▶ [PROBLEM TO WORK ON]:
The answer must consist of every line from the data that holds "PromotedBig".

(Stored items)
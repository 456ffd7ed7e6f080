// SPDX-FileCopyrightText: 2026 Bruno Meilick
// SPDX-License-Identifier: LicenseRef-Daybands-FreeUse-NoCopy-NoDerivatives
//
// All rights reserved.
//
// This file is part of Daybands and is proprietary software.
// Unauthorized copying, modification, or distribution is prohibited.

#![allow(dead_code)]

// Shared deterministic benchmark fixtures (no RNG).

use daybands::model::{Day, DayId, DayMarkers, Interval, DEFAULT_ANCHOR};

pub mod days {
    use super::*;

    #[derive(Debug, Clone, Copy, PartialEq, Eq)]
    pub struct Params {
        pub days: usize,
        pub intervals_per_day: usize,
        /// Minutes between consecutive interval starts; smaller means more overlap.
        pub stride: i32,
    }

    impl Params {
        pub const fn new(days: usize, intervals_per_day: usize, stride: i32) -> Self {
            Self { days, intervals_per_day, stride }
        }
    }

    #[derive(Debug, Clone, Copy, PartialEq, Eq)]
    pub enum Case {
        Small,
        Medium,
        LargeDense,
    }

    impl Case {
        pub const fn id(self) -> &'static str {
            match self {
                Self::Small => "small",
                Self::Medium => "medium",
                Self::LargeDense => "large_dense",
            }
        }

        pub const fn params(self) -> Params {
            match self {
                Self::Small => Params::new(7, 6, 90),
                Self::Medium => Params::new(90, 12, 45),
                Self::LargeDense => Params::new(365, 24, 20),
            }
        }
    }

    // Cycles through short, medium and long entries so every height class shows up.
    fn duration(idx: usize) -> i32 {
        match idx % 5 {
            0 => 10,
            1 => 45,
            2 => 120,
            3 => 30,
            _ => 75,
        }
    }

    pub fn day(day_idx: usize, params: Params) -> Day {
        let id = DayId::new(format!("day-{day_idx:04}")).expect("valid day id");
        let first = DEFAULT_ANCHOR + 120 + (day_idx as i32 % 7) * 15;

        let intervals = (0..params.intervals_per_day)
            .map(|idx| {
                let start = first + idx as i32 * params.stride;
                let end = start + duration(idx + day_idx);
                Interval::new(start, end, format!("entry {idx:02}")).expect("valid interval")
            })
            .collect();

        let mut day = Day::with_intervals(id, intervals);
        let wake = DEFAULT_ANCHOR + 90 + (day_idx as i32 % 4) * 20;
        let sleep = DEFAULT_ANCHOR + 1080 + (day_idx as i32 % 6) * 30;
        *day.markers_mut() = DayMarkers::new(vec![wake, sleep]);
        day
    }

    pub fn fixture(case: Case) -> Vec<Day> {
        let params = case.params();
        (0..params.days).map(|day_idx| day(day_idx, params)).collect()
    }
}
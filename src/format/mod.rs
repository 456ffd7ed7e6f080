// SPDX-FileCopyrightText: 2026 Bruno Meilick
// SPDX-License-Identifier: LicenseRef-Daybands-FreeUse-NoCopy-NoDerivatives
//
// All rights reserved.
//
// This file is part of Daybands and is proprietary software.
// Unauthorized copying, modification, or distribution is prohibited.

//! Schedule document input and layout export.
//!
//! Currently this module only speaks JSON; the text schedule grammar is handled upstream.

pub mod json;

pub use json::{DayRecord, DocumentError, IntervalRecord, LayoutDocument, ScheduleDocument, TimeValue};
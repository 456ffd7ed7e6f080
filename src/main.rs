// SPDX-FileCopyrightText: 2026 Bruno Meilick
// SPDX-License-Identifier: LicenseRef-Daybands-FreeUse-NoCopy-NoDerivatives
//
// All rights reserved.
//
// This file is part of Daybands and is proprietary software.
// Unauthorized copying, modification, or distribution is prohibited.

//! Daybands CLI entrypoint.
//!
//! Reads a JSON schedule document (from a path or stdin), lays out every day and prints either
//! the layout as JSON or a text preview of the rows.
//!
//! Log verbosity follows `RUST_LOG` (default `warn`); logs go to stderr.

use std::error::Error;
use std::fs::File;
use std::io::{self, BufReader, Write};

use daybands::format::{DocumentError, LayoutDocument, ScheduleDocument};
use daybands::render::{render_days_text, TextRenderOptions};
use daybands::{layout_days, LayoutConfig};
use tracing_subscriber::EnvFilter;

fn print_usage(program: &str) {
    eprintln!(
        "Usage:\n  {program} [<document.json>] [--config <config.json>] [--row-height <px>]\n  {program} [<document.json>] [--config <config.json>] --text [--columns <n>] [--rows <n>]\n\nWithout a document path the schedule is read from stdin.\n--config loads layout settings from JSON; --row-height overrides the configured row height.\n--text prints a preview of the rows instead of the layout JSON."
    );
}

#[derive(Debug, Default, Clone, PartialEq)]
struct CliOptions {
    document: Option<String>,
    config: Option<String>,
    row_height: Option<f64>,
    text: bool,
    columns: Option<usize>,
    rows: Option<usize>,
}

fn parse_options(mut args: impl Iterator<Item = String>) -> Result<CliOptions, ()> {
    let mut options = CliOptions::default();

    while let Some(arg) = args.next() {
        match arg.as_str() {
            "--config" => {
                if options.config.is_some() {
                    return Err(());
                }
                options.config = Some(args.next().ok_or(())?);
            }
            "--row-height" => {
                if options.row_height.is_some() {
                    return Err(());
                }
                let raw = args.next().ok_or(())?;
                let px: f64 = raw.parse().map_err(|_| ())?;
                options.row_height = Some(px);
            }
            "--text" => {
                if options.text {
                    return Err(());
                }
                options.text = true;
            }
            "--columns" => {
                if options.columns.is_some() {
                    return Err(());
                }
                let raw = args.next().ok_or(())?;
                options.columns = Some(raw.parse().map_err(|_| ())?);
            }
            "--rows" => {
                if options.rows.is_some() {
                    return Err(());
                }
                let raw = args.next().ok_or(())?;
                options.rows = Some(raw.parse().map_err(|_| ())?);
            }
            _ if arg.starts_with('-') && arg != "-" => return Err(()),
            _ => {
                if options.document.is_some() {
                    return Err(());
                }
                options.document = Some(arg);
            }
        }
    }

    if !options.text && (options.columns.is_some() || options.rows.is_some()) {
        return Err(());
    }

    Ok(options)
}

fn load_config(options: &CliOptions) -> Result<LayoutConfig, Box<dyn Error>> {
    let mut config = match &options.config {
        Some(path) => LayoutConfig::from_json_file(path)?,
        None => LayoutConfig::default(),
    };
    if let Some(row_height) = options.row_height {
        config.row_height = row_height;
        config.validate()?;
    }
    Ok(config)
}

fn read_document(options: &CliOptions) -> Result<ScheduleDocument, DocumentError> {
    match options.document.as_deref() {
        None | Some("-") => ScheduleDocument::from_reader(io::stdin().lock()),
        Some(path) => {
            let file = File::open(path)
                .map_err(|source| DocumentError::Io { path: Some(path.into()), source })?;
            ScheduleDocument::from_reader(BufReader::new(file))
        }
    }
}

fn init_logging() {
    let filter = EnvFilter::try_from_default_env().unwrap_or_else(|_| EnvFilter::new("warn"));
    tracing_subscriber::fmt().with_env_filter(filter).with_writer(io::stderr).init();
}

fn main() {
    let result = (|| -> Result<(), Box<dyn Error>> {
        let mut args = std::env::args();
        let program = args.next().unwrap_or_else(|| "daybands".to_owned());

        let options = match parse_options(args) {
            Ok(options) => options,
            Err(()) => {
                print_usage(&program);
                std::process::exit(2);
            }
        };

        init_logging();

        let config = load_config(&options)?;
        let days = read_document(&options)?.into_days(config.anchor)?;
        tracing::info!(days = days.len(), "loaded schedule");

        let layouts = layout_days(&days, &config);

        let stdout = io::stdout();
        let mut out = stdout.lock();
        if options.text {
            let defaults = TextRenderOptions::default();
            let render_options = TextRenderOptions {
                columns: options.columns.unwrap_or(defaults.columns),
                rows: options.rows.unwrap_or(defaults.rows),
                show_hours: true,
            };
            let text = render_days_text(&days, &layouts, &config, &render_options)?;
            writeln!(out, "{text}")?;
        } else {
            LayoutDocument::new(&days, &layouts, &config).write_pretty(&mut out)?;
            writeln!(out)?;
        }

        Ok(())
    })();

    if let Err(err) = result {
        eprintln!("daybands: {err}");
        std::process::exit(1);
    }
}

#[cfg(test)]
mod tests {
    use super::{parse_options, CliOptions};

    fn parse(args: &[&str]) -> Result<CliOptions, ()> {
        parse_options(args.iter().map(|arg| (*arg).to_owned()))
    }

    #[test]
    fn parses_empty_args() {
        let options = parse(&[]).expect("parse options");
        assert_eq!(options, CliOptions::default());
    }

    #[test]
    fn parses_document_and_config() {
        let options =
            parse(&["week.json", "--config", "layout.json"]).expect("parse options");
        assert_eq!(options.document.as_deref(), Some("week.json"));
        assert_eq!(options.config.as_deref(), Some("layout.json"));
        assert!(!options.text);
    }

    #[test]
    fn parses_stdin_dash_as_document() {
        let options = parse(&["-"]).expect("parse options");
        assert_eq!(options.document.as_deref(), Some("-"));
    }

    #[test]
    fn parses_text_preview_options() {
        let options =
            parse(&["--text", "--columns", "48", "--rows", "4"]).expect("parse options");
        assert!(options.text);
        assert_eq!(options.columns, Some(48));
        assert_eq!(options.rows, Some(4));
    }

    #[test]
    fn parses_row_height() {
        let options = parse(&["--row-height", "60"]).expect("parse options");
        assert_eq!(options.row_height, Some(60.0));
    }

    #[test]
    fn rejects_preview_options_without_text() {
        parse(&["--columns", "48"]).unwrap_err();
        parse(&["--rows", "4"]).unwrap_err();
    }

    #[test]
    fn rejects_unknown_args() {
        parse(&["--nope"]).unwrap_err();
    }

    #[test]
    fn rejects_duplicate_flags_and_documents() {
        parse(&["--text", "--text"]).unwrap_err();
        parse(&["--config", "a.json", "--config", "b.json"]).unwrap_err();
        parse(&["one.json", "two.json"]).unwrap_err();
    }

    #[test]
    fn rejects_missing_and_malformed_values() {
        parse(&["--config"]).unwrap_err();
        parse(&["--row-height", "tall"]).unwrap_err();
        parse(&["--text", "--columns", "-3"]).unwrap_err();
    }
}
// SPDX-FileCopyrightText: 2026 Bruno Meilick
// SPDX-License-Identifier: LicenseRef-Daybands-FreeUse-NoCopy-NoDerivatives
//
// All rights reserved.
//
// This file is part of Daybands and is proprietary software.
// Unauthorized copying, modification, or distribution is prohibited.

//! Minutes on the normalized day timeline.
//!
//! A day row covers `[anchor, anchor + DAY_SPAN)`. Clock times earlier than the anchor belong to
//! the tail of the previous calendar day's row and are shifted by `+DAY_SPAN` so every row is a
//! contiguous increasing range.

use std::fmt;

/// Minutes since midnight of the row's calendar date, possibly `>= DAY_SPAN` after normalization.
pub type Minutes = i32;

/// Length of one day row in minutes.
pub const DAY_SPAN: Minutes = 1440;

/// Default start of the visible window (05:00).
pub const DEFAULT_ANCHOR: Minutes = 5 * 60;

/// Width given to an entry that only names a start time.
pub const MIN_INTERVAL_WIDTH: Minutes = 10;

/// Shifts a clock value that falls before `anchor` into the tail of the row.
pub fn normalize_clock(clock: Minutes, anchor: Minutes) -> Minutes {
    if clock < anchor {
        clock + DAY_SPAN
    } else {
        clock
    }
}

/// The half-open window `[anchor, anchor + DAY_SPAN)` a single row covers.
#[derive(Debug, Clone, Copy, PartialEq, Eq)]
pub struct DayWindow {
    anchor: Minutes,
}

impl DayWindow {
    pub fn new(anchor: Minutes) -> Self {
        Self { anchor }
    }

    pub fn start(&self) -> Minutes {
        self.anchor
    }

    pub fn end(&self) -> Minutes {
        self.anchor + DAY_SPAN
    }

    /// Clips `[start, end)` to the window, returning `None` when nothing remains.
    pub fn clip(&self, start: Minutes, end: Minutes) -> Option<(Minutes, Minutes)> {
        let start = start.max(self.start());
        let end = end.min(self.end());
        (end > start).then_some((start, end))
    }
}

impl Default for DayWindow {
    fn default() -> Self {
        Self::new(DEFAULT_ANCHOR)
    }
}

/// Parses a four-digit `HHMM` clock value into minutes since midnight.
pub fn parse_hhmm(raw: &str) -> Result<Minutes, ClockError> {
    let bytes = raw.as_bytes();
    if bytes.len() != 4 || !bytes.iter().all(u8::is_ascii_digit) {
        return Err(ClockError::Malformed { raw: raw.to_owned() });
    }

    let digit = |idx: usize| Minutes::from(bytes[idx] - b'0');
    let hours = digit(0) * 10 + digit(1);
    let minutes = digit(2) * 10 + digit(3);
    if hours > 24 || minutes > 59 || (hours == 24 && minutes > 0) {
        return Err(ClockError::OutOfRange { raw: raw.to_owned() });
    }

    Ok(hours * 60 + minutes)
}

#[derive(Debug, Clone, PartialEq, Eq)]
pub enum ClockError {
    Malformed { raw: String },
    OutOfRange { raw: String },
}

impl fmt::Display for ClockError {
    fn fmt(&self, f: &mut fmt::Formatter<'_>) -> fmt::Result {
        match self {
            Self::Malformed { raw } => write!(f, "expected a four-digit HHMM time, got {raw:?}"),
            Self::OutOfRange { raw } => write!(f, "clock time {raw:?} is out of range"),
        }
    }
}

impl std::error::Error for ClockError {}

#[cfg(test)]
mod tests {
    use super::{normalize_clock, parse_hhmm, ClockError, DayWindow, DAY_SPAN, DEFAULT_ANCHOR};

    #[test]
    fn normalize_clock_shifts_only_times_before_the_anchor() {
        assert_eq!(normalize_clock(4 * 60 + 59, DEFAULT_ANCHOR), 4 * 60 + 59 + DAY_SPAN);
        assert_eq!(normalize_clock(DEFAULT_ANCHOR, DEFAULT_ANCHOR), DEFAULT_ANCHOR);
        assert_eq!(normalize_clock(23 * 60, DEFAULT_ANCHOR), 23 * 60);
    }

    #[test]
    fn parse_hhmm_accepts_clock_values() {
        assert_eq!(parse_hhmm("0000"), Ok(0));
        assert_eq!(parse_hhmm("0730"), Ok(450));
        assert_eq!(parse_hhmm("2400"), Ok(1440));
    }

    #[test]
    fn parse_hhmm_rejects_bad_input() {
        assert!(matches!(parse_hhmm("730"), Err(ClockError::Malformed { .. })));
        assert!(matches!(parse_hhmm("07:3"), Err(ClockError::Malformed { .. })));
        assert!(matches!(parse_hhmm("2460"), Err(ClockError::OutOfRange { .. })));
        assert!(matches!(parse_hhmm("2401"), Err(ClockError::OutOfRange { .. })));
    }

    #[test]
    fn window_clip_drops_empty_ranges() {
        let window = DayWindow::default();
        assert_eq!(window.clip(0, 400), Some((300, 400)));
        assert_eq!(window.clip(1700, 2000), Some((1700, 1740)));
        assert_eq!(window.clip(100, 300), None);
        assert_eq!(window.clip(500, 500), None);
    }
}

...

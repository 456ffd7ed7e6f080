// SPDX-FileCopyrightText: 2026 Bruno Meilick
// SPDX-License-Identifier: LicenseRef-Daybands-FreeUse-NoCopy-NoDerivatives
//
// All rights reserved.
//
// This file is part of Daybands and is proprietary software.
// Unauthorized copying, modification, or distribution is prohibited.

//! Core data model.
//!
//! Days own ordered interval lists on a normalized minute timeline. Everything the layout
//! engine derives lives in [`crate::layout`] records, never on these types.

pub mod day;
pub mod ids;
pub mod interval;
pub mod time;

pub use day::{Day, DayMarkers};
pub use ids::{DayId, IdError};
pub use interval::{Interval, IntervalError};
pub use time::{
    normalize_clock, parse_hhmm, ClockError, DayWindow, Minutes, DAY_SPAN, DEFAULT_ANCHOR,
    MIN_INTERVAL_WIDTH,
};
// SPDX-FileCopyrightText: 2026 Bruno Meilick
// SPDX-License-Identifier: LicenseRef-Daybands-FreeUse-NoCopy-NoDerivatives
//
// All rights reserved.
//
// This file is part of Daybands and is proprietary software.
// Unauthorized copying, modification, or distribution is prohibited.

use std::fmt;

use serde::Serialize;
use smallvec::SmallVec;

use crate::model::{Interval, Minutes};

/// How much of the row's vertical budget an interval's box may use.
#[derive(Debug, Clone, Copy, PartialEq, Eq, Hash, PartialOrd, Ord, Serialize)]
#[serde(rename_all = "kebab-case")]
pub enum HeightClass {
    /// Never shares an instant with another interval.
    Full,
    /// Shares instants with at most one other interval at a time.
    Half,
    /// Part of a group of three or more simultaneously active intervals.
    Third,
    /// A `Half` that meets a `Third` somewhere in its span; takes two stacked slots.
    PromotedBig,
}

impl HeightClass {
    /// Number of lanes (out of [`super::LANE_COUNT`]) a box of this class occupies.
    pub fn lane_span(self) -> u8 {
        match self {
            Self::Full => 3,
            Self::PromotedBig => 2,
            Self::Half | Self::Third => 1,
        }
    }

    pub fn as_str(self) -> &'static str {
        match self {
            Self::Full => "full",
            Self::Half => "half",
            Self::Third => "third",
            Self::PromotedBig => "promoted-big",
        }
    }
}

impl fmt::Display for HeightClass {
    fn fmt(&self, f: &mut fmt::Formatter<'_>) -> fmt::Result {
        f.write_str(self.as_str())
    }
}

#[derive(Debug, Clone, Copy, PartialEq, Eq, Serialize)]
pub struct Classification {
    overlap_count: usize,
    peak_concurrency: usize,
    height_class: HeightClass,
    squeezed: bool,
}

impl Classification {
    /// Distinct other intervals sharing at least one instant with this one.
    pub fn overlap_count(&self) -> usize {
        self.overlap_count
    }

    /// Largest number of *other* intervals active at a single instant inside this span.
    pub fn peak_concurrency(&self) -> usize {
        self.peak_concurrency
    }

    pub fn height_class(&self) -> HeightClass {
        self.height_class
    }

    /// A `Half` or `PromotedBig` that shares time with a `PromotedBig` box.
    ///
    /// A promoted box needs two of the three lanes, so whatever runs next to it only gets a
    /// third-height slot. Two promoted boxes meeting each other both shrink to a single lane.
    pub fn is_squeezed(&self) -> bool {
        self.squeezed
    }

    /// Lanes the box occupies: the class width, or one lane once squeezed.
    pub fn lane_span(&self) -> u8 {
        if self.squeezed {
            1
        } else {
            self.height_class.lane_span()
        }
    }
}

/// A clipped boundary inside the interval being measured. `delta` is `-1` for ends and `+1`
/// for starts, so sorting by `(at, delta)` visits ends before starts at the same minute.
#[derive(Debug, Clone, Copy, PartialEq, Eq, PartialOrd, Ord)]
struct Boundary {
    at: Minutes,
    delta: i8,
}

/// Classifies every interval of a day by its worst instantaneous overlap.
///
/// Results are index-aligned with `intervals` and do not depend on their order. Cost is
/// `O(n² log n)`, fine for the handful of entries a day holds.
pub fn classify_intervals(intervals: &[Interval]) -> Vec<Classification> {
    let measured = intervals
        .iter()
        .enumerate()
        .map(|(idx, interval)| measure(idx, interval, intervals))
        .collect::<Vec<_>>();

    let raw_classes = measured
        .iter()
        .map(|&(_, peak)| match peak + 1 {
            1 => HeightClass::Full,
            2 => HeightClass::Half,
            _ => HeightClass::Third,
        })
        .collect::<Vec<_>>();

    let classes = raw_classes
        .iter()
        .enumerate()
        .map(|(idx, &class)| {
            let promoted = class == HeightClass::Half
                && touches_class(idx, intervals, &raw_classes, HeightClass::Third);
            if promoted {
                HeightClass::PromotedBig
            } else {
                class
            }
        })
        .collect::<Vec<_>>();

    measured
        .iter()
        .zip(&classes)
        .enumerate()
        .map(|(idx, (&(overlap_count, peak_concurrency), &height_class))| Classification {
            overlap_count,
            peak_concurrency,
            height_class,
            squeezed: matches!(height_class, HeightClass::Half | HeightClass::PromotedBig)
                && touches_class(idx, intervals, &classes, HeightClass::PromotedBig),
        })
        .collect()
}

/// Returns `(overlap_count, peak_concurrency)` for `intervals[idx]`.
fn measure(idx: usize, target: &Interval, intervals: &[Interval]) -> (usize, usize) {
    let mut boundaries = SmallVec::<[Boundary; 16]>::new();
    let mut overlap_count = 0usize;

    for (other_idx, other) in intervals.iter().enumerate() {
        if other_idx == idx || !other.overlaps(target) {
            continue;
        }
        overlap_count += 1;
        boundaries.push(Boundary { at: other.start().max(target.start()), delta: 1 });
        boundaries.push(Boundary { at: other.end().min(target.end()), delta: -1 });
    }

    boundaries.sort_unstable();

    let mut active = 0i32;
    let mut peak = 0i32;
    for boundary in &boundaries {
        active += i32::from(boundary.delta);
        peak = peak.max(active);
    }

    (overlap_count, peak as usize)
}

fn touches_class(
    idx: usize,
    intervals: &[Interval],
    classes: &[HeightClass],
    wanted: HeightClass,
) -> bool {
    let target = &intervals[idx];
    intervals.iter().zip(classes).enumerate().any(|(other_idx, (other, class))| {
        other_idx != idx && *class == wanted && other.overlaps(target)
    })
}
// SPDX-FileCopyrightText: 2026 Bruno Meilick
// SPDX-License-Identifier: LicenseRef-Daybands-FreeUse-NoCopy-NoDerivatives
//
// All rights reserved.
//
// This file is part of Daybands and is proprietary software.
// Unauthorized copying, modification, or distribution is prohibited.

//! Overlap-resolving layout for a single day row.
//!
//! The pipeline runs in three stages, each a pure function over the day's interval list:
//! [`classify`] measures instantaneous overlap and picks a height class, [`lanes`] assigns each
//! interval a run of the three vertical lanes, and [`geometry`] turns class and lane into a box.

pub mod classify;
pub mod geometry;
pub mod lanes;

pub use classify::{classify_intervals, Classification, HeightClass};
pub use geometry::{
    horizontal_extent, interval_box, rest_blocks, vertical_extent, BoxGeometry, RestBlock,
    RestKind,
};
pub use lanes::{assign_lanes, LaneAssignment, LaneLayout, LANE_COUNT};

▶ [FINAL ANSWER]:
    PromotedBig,
            Self::PromotedBig => 2,
            Self::PromotedBig => "promoted-big",
    /// A `Half` or `PromotedBig` that shares time with a `PromotedBig` box.
                HeightClass::PromotedBig
            squeezed: matches!(height_class, HeightClass::Half | HeightClass::PromotedBig)
                && touches_class(idx, intervals, &classes, HeightClass::PromotedBig),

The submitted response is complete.